DATA IN THIS EXERCISE:
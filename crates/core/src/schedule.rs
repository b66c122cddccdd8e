//! Domain types for the weekly schedule.
//!
//! These are the resolver's inputs and outputs. Database row structs live
//! in `weekplan-db` and convert into these; the conversion is where the
//! nullable `start_time`/`end_time` columns of a cancellation row collapse
//! into the [`ExceptionKind::Cancellation`] variant, so the "cancellation
//! has no times" invariant holds at the type level from here on.

use chrono::{NaiveDate, NaiveTime};
use serde::Serialize;

use crate::types::DbId;

/// Maximum number of recurring rules per weekday, and of override
/// exceptions per date. The write paths enforce this before inserting.
pub const MAX_SLOTS_PER_DAY: i64 = 2;

/// A recurring weekly rule: "every `day_of_week`, from `start_time` to
/// `end_time`".
#[derive(Debug, Clone, PartialEq, Eq)]
pub struct RecurringRule {
    pub id: DbId,
    /// 0 = Sunday .. 6 = Saturday.
    pub day_of_week: u8,
    pub start_time: NaiveTime,
    pub end_time: NaiveTime,
}

/// What a date-specific exception does to its date.
#[derive(Debug, Clone, PartialEq, Eq)]
pub enum ExceptionKind {
    /// Replace the recurring slots with this one-off slot.
    Override {
        start_time: NaiveTime,
        end_time: NaiveTime,
    },
    /// Clear the date entirely.
    Cancellation,
}

/// A date-specific exception to the recurring schedule.
#[derive(Debug, Clone, PartialEq, Eq)]
pub struct ExceptionRecord {
    pub id: DbId,
    pub date: NaiveDate,
    pub kind: ExceptionKind,
}

/// A single visible slot on a resolved day.
///
/// The `kind` tag tells the client where the slot came from: `recurring`
/// slots are read-only on the calendar, `override` slots are editable and
/// deletable through the exception endpoints (hence both carry their id).
#[derive(Debug, Clone, PartialEq, Eq, Serialize)]
#[serde(tag = "kind", rename_all = "lowercase")]
pub enum Slot {
    Recurring {
        id: DbId,
        start_time: NaiveTime,
        end_time: NaiveTime,
    },
    Override {
        id: DbId,
        start_time: NaiveTime,
        end_time: NaiveTime,
    },
}

/// One day of a resolved week.
#[derive(Debug, Clone, PartialEq, Eq, Serialize)]
pub struct DaySchedule {
    pub date: NaiveDate,
    /// 0 = Sunday .. 6 = Saturday.
    pub day_of_week: u8,
    pub slots: Vec<Slot>,
}

/// A fully resolved 7-day window, Sunday through Saturday.
///
/// Derived on every request, never stored or cached. `days` always holds
/// exactly 7 entries in window order.
#[derive(Debug, Clone, PartialEq, Eq, Serialize)]
pub struct ResolvedWeek {
    pub week_start: NaiveDate,
    pub week_end: NaiveDate,
    pub days: Vec<DaySchedule>,
}
/// Server configuration loaded from environment variables.
///
/// All fields have sensible defaults suitable for local development.
/// In production, override via environment variables.
#[derive(Debug, Clone)]
pub struct ServerConfig {
    /// Bind address (default: `0.0.0.0`).
    pub host: String,
    /// Bind port (default: `3001`).
    pub port: u16,
    /// Allowed CORS origins, parsed from comma-separated `CORS_ORIGINS` env var.
    pub cors_origins: Vec<String>,
    /// HTTP request timeout in seconds (default: `30`).
    pub request_timeout_secs: u64,
}

impl ServerConfig {
    /// Load configuration from environment variables with defaults.
    ///
    /// | Env Var                | Default                    |
    /// |------------------------|----------------------------|
    /// | `HOST`                 | `0.0.0.0`                  |
    /// | `PORT`                 | `3001`                     |
    /// | `CORS_ORIGINS`         | `http://localhost:5173`    |
    /// | `REQUEST_TIMEOUT_SECS` | `30`                       |
    pub fn from_env() -> Self {
        let host = std::env::var("HOST").unwrap_or_else(|_| "0.0.0.0".into());

        let port: u16 = std::env::var("PORT")
            .unwrap_or_else(|_| "3001".into())
            .parse()
            .expect("PORT must be a valid u16");

        let cors_origins: Vec<String> = std::env::var("CORS_ORIGINS")
            .unwrap_or_else(|_| "http://localhost:5173".into())
            .split(',')
            .map(|s| s.trim().to_string())
            .filter(|s| !s.is_empty())
            .collect();

        let request_timeout_secs: u64 = std::env::var("REQUEST_TIMEOUT_SECS")
            .unwrap_or_else(|_| "30".into())
            .parse()
            .expect("REQUEST_TIMEOUT_SECS must be a valid u64");

        Self {
            host,
            port,
            cors_origins,
            request_timeout_secs,
        }
    }
}
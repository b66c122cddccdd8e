//! Weekplan API server library.
//!
//! Exposes the building blocks (config, state, error handling, routes,
//! router) so integration tests and the binary entrypoint can both access
//! them.

pub mod config;
pub mod error;
pub mod handlers;
pub mod response;
pub mod router;
pub mod routes;
pub mod state;
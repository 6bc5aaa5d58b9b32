use dioxus::prelude::*;

use crate::core::config::use_api_config;
use crate::ingredients::{IngredientList, IngredientsState};
use crate::t;

/// `/ingredients`: fetches the listing once per visit.
///
/// The request lives in a resource owned by this page, so leaving the page
/// drops any in-flight response. Failures stay on the page with a retry
/// button; nothing retries on its own.
#[component]
pub fn Ingredients() -> Element {
    let config = use_api_config();
    let mut listing = use_resource(move || {
        let config = config.clone();
        async move { IngredientsState::load(&config).await }
    });

    let state = listing.cloned().unwrap_or(IngredientsState::Loading);

    rsx! {
        section { class: "page page-ingredients",
            h1 { {t!("page-ingredients-title")} }
            IngredientsBody { state, on_retry: move |_| listing.restart() }
        }
    }
}

#[component]
fn IngredientsBody(state: IngredientsState, on_retry: EventHandler<MouseEvent>) -> Element {
    match state {
        IngredientsState::Loading => rsx! {
            p { class: "page__status", {t!("ingredients-loading")} }
        },
        IngredientsState::Ready(ingredients) => rsx! {
            IngredientList { ingredients }
        },
        IngredientsState::Failed(message) => rsx! {
            div { class: "page__error", role: "alert",
                p { {t!("ingredients-load-failed")} }
                p { class: "page__error-detail", "{message}" }
                button {
                    r#type: "button",
                    class: "button button--primary",
                    onclick: move |evt| on_retry.call(evt),
                    {t!("ingredients-retry")}
                }
            }
        },
    }
}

THE TASK:
In the material above, report how many lines hold the word "window", and add nothing to the figure.

WRITTEN RESPONSE:
2